OUTSIDE_IP=$(dig +short my.ip @outsideip.net)
Maybe it was just slow news day.
I've corporate partners who rely heavily on gitbub.com
gitbub is the best there is at what they do, but what they do best isn't very nice.
Isn't the benefit of git that you keep the repository on your local machine, not on a central server like svn? Can't a git project absorb a brief outage?
A client's very large company pays GitHub for commercial grade service. The outages of varying levels have been frequent and getting in the way of team development efforts. The outages have cost us days of work with many dozens of developers being stuck and unable to work.
Github is down constantly. Enough that if you use it full time for your dev work it will impact you several times a year. They need an ops person badly.
Actually, I've seen github down 4 times already this year when I needed it. And when it went down, there's just basic status that really says, "wait". The last time this happened for me, I waited 5min and gave up... but sure put be behind work half a day (there is such thing as work schedules and NON-work schedules).
With this high availability around us, I'm really considering going back to a local git or hg. I mean the whole reason for github is availability... for critical projects (I have a paid account). I know some will beg to differ, aka it's for social coding, but there's so many other ways to share code nowadays (e.g. googlecode).
I just use Git. You know, that DECENTRALIZED source control thing.... yeah, might want to think about using it in a decentralized way, since, well, you know? That's what it is? I mean, unless you mean that all of the systems you're writing code with are collectively less reliable. Seems like PEBKAC to me. Hell, you can comment out one line in a .git config file to enable a post-update hook, and you're pretty much done setting up an "in-house source code repository".
Put it this way: If any one part of your DISTRIBUTED source control goes down for a few hours, and that's a big deal.... Then you're a fucking idiot.
Put it this way: If any one part of your DISTRIBUTED source control goes down for a few hours, and that's a big deal.... Then you're a fucking idiot.
Or, truly ingenious. I have a paid up github account for work purpouses I wouldn't actually have any idea how to make a github outage become a big deal.
SJW n. One who posts facts.
Lol. Hi idiot. Let me explain what decentralization means within the context of Git. It lets one person who has one cloned the repository upload it to a new host, and be ready to rock. Any of the other contributors can add it as a remote, then push their changes and you're good to go. This means they have an "in-house source code repository" times the amount of people who have ever contributed to the project.

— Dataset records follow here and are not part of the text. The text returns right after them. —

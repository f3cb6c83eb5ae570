//! # Service Configuration & Constants
//!
//! Every magic string and duration in the alias service lives here. Relying
//! parties parse some of these (the token prefix, the `unsigned` marker), so
//! changing them is a wire-format change, not a refactor.

use std::time::Duration;

// ---------------------------------------------------------------------------
// Service Identity
// ---------------------------------------------------------------------------

/// Human-readable service name used in logs and the version banner.
pub const SERVICE_NAME: &str = "MW-ALS";

/// Crate version, surfaced by the node's `version` subcommand.
pub const PROTOCOL_VERSION: &str = env!("CARGO_PKG_VERSION");

// ---------------------------------------------------------------------------
// Alias Syntax
// ---------------------------------------------------------------------------

/// The cosmetic sigil shown in front of aliases. Never part of a directory key.
pub const ALIAS_SIGIL: char = '@';

/// Aliases that nobody gets to register, no matter how they spell them.
/// Compared against the normalized form, so `@Admin` and ` ADMIN ` are both
/// caught.
pub const RESERVED_ALIASES: &[&str] = &[
    "president",
    "government",
    "airtel",
    "tnm",
    "natswitch",
    "mw-als",
    "admin",
];

// ---------------------------------------------------------------------------
// Trust Layer
// ---------------------------------------------------------------------------

/// Signature value attached when the service runs without a signing key.
pub const UNSIGNED_MARKER: &str = "unsigned";

/// Prefix of every privacy token handed out in place of a destination.
pub const TOKEN_PREFIX: &str = "TOKEN";

/// Separator used inside canonical strings and token payloads.
pub const CANONICAL_SEPARATOR: char = '|';

/// How long a privacy token vouches for a destination, in seconds.
pub const TOKEN_TTL_SECS: i64 = 10 * 60;

/// Ed25519 signature length. A hex-encoded signature is twice this.
pub const SIGNATURE_LENGTH: usize = 64;

/// Ed25519 secret seed length in bytes.
pub const SIGNING_KEY_LENGTH: usize = 32;

// ---------------------------------------------------------------------------
// Attestation
// ---------------------------------------------------------------------------

/// Prefix carried by national identity certificates (NRIS-issued blobs).
/// Anything claiming CERTIFIED without it is rejected outright.
pub const CERTIFICATE_PREFIX: &str = "NRIS-";

// ---------------------------------------------------------------------------
// Remote Tier
// ---------------------------------------------------------------------------

/// Default ceiling on a single remote ledger call.
pub const DEFAULT_REMOTE_TIMEOUT: Duration = Duration::from_secs(5);

// ---------------------------------------------------------------------------
// Node Defaults
// ---------------------------------------------------------------------------

/// Default HTTP port for the resolution API.
pub const DEFAULT_HTTP_PORT: u16 = 8080;

/// Default Prometheus metrics port.
pub const DEFAULT_METRICS_PORT: u16 = 9090;

/// Default JSON data file, relative to the working directory.
pub const DEFAULT_DATA_FILE: &str = "als_data.json";

/// Name of the sled tree that holds alias records.
pub const SLED_ALIAS_TREE: &str = "aliases";
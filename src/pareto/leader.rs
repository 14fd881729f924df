//! Roulette-wheel leader selection over hypercube cells.
//!
//! Sparse cells have higher [`quality`] and are drawn more often, which
//! steers the search toward unexplored regions of the Pareto front.

use super::candidate::Candidate;
use super::grid::{cell_groups, quality};
use rand::Rng;

/// Selects a leader from `members` using their assigned grid cells.
///
/// Returns the index of the chosen member, or `None` if `members` is empty.
pub fn select_leader<R: Rng>(members: &[Candidate], pressure: f64, rng: &mut R) -> Option<usize> {
    select_leader_excluding(members, &[], pressure, rng)
}

/// Like [`select_leader`], skipping the member indices in `excluded`.
///
/// Used by algorithms that need several distinct guides per move.
/// Returns `None` when every member is excluded.
///
/// # Algorithm
///
/// 1. Group eligible members by grid cell
/// 2. Draw a cell by roulette wheel weighted by `quality(count, pressure)`
/// 3. Pick one member of that cell uniformly
///
/// If no cell can be drawn the pick falls back to a uniform draw over all
/// eligible members.
pub fn select_leader_excluding<R: Rng>(
    members: &[Candidate],
    excluded: &[usize],
    pressure: f64,
    rng: &mut R,
) -> Option<usize> {
    let eligible: Vec<usize> = (0..members.len())
        .filter(|i| !excluded.contains(i))
        .collect();
    if eligible.is_empty() {
        return None;
    }

    let cells: Vec<Vec<usize>> = cell_groups(members, eligible.iter().copied())
        .into_iter()
        .map(|(_, group)| group)
        .collect();
    let weights: Vec<f64> = cells.iter().map(|c| quality(c.len(), pressure)).collect();

    let chosen = roulette_wheel(&weights, rng).and_then(|cell| cells.get(cell));
    match chosen {
        Some(cell_members) if !cell_members.is_empty() => {
            Some(cell_members[rng.random_range(0..cell_members.len())])
        }
        _ => {
            log::warn!(
                "leader selection found no usable cell among {} members; picking uniformly",
                eligible.len()
            );
            Some(eligible[rng.random_range(0..eligible.len())])
        }
    }
}

/// Roulette wheel over non-negative weights.
///
/// Draws `r` uniformly in `[0, total)` and returns the first index whose
/// cumulative weight exceeds `r`. Returns `None` if the weights are empty
/// or their total is not a positive finite number.
pub(crate) fn roulette_wheel<R: Rng>(weights: &[f64], rng: &mut R) -> Option<usize> {
    let total: f64 = weights.iter().sum();
    if weights.is_empty() || !total.is_finite() || total <= 0.0 {
        return None;
    }

    let threshold = rng.random_range(0.0..total);
    let mut cumulative = 0.0;
    for (i, &w) in weights.iter().enumerate() {
        cumulative += w;
        if cumulative > threshold {
            return Some(i);
        }
    }

    Some(weights.len() - 1) // floating-point fallback
}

However what Antique Geekmeister primarily described was the companies depending on Github for retrieving open source tools, which an in-house repository would not help with... Unless you mean to clone *all* of github? :)
Actually, I referred both to open source repos and to corporate sponsored, private repositories which are the _reference_ clones for other git users to update or clone from. this is particularly important for automatic build systems, which should only be _pulling_ changes form the common repository, never publishing changes to that reference repository.
git does not force this approach, you can switch to other repositories, but it is nonetheless extremely common and just how most people wind up using git.
> config file to enable a post-update hook, and you're pretty much done setting up an "in-house source code repository".
This kind of thing is _precisely_ why many developers,and many IT departments, don't get along well. For example, any developer can instlal sendmail: or Apache or a file server. Running a 24x7 critical high availability service with backup, account management, and user support is a larger task, and the IT department really has to think in those terms if they're skilled.
github has been a critical central repository for thousands of open source projects, hundreds of which I've had to work with in the last few years. Your personal home repository doesn't do me any good, nor will it collect and merge the changs from other developers.
You can still push/pull from a secondary remote if you like. Doesn't make a jot. If you don't trust github's reliability use github and your own solution.